Nigeria is actively working towards achieving self-sufficiency in wheat and rice production in a bid to reduce its reliance on imports to meet the demands of a growing population. Vice President Kashim Shettima outlined the government’s initiatives for food security during a discussion with AfDB President Dr. Akinwunmi Adesina at the World Food Prize 2023 event. Shettima emphasized the transformative leadership in Nigeria and across Africa, particularly in agriculture.
Shettima revealed plans to attain 50% self-sufficiency in wheat production within the next three cycles. Nigeria is presently the second-largest global importer of wheat, a situation the government aims to change by providing farmers with heat-tolerant wheat seeds, extension services, and fertilizer support. The plan also includes expanding irrigation areas to one million hectares in the next cropping cycle.
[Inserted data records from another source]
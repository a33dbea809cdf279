//! Health classification.
//!
//! # Classification (passive, from reported metrics)
//! ```text
//! success_rate < 0.5            → Unhealthy
//! success_rate < 0.8            → Degraded
//! otherwise                     → Healthy
//! then avg_response_time > 10s  → Unhealthy
//!      avg_response_time > 5s   → at least Degraded
//! ```
//!
//! # Active Check
//! A provider fails when the probe fails, success_rate < min_success_rate,
//! avg_response_time > max_response_time_ms, or no metrics report arrived
//! within stale_after.
//! ```text
//! Healthy | Unknown   → Unhealthy   on failure
//! Unhealthy | Unknown → Healthy     on success
//! ```
//! Maintenance is never changed by either path.

use std::time::Duration;

use crate::config::HealthCheckConfig;
use crate::observability::{metrics, BalancerEvent, EventBus};
use crate::provider::{HealthClassification, Provider, ProviderMetrics};

const UNHEALTHY_SUCCESS_RATE: f64 = 0.5;
const DEGRADED_SUCCESS_RATE: f64 = 0.8;
const UNHEALTHY_RESPONSE_MS: f64 = 10_000.0;
const DEGRADED_RESPONSE_MS: f64 = 5_000.0;

fn severity(h: HealthClassification) -> u8 {
    match h {
        HealthClassification::Healthy => 0,
        HealthClassification::Degraded => 1,
        _ => 2,
    }
}

/// Classify a provider from its metrics. Pure function.
pub fn classify(metrics: &ProviderMetrics) -> HealthClassification {
    let by_success = if metrics.success_rate < UNHEALTHY_SUCCESS_RATE {
        HealthClassification::Unhealthy
    } else if metrics.success_rate < DEGRADED_SUCCESS_RATE {
        HealthClassification::Degraded
    } else {
        HealthClassification::Healthy
    };

    let by_latency = if metrics.avg_response_time_ms > UNHEALTHY_RESPONSE_MS {
        HealthClassification::Unhealthy
    } else if metrics.avg_response_time_ms > DEGRADED_RESPONSE_MS {
        HealthClassification::Degraded
    } else {
        HealthClassification::Healthy
    };

    // Latency can only raise severity.
    if severity(by_latency) > severity(by_success) {
        by_latency
    } else {
        by_success
    }
}

/// Applies classifications to live providers and announces transitions.
#[derive(Debug)]
pub struct HealthTracker {
    min_success_rate: f64,
    max_response_time_ms: f64,
    stale_after: Duration,
    events: EventBus,
}

impl HealthTracker {
    pub fn new(config: &HealthCheckConfig, events: EventBus) -> Self {
        Self {
            min_success_rate: config.min_success_rate,
            max_response_time_ms: config.max_response_time_ms,
            stale_after: config.stale_after(),
            events,
        }
    }

    /// Re-classify after a metrics update. Returns the new classification.
    pub fn apply_classification(&self, provider: &Provider) -> HealthClassification {
        let next = classify(&provider.metrics());
        self.transition(provider, |current| {
            (current != HealthClassification::Maintenance).then_some(next)
        });
        provider.health()
    }

    /// The metric half of the active check.
    pub fn passes_active_check(&self, provider: &Provider) -> bool {
        let metrics = provider.metrics();
        metrics.success_rate >= self.min_success_rate
            && metrics.avg_response_time_ms <= self.max_response_time_ms
            && provider.last_report().elapsed() <= self.stale_after
    }

    /// Apply the outcome of an active check.
    pub fn apply_active_result(&self, provider: &Provider, healthy: bool) {
        self.transition(provider, |current| match (current, healthy) {
            (HealthClassification::Healthy | HealthClassification::Unknown, false) => {
                Some(HealthClassification::Unhealthy)
            }
            (HealthClassification::Unhealthy | HealthClassification::Unknown, true) => {
                Some(HealthClassification::Healthy)
            }
            _ => None,
        });
    }

    /// Enter or leave maintenance. Leaving re-classifies from current metrics.
    pub fn set_maintenance(&self, provider: &Provider, enabled: bool) {
        if enabled {
            self.transition(provider, |_| Some(HealthClassification::Maintenance));
        } else {
            let next = classify(&provider.metrics());
            self.transition(provider, |current| {
                (current == HealthClassification::Maintenance).then_some(next)
            });
        }
    }

    /// Apply `decide` atomically; only the caller that actually changed the
    /// classification logs and emits.
    fn transition<F>(&self, provider: &Provider, decide: F)
    where
        F: FnMut(HealthClassification) -> Option<HealthClassification>,
    {
        let Some((old, next)) = provider.update_health(decide) else {
            return;
        };

        match next {
            HealthClassification::Unhealthy => {
                tracing::warn!(provider = %provider.id, from = %old, "Provider marked unhealthy")
            }
            _ => tracing::info!(provider = %provider.id, from = %old, to = %next, "Provider health changed"),
        }
        metrics::record_provider_health(&provider.id, next);
        self.events.emit(BalancerEvent::HealthChanged {
            provider_id: provider.id.clone(),
            old,
            new: next,
        });
    }
}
For rice production, the challenge lies in the insufficient supply of paddy rice. Shettima highlighted Nigeria’s ample milling capacity but stressed the need to produce 3 to 4 million tonnes of paddy rice annually to meet the country’s requirements. With 75 million hectares of arable land, much of which is suitable for rice cultivation, Nigeria aims for rice self-sufficiency by 2027.
Shettima assured investors and stakeholders in the agricultural sector of President Bola Ahmed Tinubu’s commitment to modern and transformative leadership. He expressed confidence that significant changes would occur in Nigeria and the African continent in the coming years, positioning Nigeria as a pivotal nation. Shettima also discussed the establishment of Special Agro-Industrial Processing Zones (SAPZs) and emphasized the government’s dedication to creating a conducive environment for investors in these zones through the formation of a SAPZ development authority. This authority will serve as a centralized platform addressing regulatory and associated issues for investors.